Except in the event of valuation pursuant to the Article 22.2 of this Contract, any Party who desires to sell or otherwise transfer its Interest shall bear the cost of any valuation of the Company as a going concern. The Parties shall render all assistance and provide all such documentation and other information to the appraiser as such appraiser may consider necessary and shall ensure that the Company provides same.

 
7.3
Transfer of Interest

 
(a)
Subject to the provisions of this section 7, a Party may assign, sell or otherwise dispose of all or part of its Interest in the Company to any third party (the "Transfer").

 
(b)
When a Party (the "Transferring Party") wishes to transfer all or part of its Interest to a third party, it shall provide written notice (the "Notice") to the other Party (the "Non-Transferring Party") specifying its wish to make the Transfer; the Interest it wishes to transfer; the terms and conditions of the Transfer; and the identity of the proposed transferee.

 
(c)
The Non-Transferring Party shall have a right of first refusal to purchase the whole of such offered Interest on terms and conditions no less favourable than those specified in the Notice. If the Non-Transferring Party elects to exercise its right of first refusal, it shall notify the Transferring Party in writing within thirty (30) days of the giving of the Notice to the Non-Transferring Party of its intention to purchase the whole of the Interest to be transferred and both Parties shall cause the Directors appointed by it to approve the Transfer at a duly convened Board meeting.

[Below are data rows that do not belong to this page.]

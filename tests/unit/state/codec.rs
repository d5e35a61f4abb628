use super::*;
use crate::state::parcel::{Parcel, ParcelReader};
use crate::foundation::error::LayersResult;

#[derive(Clone, Debug, PartialEq, serde::Serialize, serde::Deserialize)]
struct Cursor {
    line: u32,
    column: u32,
    label: String,
}

#[derive(Clone, Debug, PartialEq)]
struct Scroll {
    offset: i32,
    anchor: Option<String>,
}

impl Parcelable for Scroll {
    const PARCEL_TAG: &'static str = "test.Scroll";

    fn write_to_parcel(&self, out: &mut Parcel) {
        out.write_int(self.offset);
        out.write_string(self.anchor.as_deref());
    }

    fn read_from_parcel(input: &mut ParcelReader<'_>) -> LayersResult<Self> {
        Ok(Self {
            offset: input.read_int()?,
            anchor: input.read_string()?,
        })
    }
}

fn round_trip<T: StateValue + Clone + PartialEq + std::fmt::Debug>(v: T) {
    let encoded = v.clone().into_value();
    assert_eq!(T::from_value(&encoded), Some(v.clone()), "value level");

    let mut bundle = Bundle::new();
    bundle.put("k", v.clone());
    let bytes = bundle.to_bytes().unwrap();
    let decoded = Bundle::from_bytes(&bytes).unwrap();
    assert_eq!(decoded.get::<T>("k"), Some(v), "byte level");
}

#[test]
fn scalars_round_trip() {
    round_trip(7_i32);
    round_trip(-9_000_000_000_i64);
    round_trip(1.25_f32);
    round_trip(-3.5e10_f64);
    round_trip(true);
    round_trip(0xAB_u8);
    round_trip(-12_i16);
    round_trip('λ');
    round_trip(String::from("hello"));
    round_trip(Box::<str>::from("char sequence"));
}

#[test]
fn custom_values_round_trip() {
    round_trip(Serialized(Cursor {
        line: 3,
        column: 14,
        label: "caret".into(),
    }));
    round_trip(Parcelled(Scroll {
        offset: 120,
        anchor: Some("header".into()),
    }));
    round_trip(Parcelled(Scroll {
        offset: 0,
        anchor: None,
    }));
}

#[test]
fn arrays_round_trip() {
    round_trip(vec![1_i32, 2, 3]);
    round_trip(vec![1_i64, -2]);
    round_trip(vec![0.5_f32, 0.25]);
    round_trip(vec![0.1_f64, 0.2]);
    round_trip(vec![true, false]);
    round_trip(vec![String::from("a"), String::from("b")]);
    round_trip(vec![Box::<str>::from("x"), Box::<str>::from("y")]);
    round_trip(vec![
        Serialized(Cursor {
            line: 1,
            column: 1,
            label: "a".into(),
        }),
        Serialized(Cursor {
            line: 2,
            column: 2,
            label: "b".into(),
        }),
    ]);
    round_trip(vec![Parcelled(Scroll {
        offset: 4,
        anchor: None,
    })]);
}

#[test]
fn sparse_collection_of_structured_values_round_trips() {
    let mut sparse = SparseArray::new();
    sparse.put(
        10,
        Parcelled(Scroll {
            offset: 1,
            anchor: None,
        }),
    );
    sparse.put(
        -4,
        Parcelled(Scroll {
            offset: 2,
            anchor: Some("footer".into()),
        }),
    );
    round_trip(sparse);
}

#[test]
fn scalar_arrays_use_typed_variants() {
    assert!(matches!(vec![1_i32].into_value(), Value::IntArray(_)));
    assert!(matches!(
        vec![Box::<str>::from("a")].into_value(),
        Value::CharSequenceArray(_)
    ));
    assert!(matches!(
        vec![Bundle::new()].into_value(),
        Value::List(_)
    ));
}

#[test]
fn string_and_char_sequence_do_not_alias() {
    let v = String::from("same").into_value();
    assert_eq!(Box::<str>::from_value(&v), None);
    assert_eq!(String::from_value(&v), Some(String::from("same")));
}

#[test]
fn option_maps_none_to_null() {
    assert_eq!(Option::<i32>::None.into_value(), Value::Null);
    assert_eq!(Option::<i32>::from_value(&Value::Int(3)), Some(Some(3)));
    assert_eq!(Option::<i32>::from_value(&Value::Null), Some(None));
}

#[test]
fn mismatched_variant_decodes_to_none() {
    assert_eq!(i32::from_value(&Value::Long(1)), None);
    assert_eq!(Vec::<i32>::from_value(&Value::LongArray(vec![1])), None);
    assert_eq!(
        Parcelled::<Scroll>::from_value(&Value::Parcel(Parcel::new("other"))),
        None
    );
}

The Non-Transferring Party shall then, within thirty (30) days following its written acceptance, subject only to delays caused by obtaining necessary government approvals, purchase such Interest on the terms and conditions specified in the Notice, unless both Parties agree otherwise in writing.

 
(d)
If the Non-Transferring Party fails to respond in writing to the Notice within such thirty (30)-day period, the Non-Transferring Party shall be deemed to have consented to the Transfer. If the Non Transferring Party consents, or is deemed to have consented to the Transfer, the Transferring Party shall be free during the period of ninety (90) days following the expiration of the thirty (30)-day notice period to transfer such Interest to a third party at a price which equals or exceeds the price specified in the Notice and on terms and conditions no more favourable to the third party than those of the original Notice without again complying with the procedures set forth in Articles 7.3 (b) and (c); provided, however, that the Transfer shall not be deemed effective and shall be subject to rescission unless and until (i) a copy of the transfer agreement to be executed between the Transferring Party and the transferee has been submitted to the Non-Transferring Party and, if only a portion of the Transferring Party's Interest in the Company is being transferred, the transferee has agreed therein to assume, jointly and severally with the Transferring Party, the rights and obligations of the Transferring Party under this Contract, or, if all of the Transferring Party's Interest in the Company is being transferred, the transferee has agreed therein to assume all of the rights and obligations of the Transferring Party under this Contract, (ii) the Board of Directors unanimously approves the Transfer at a duly convened Board meeting, and (iii) all necessary amendments to this Contract, the Annexes and other contracts and documents contemplated herein and therein have been submitted for approval to and have received the approval of, the Examination and Approval Authority, and (iv) all other government approvals necessary to give effect to the Transfer have been obtained.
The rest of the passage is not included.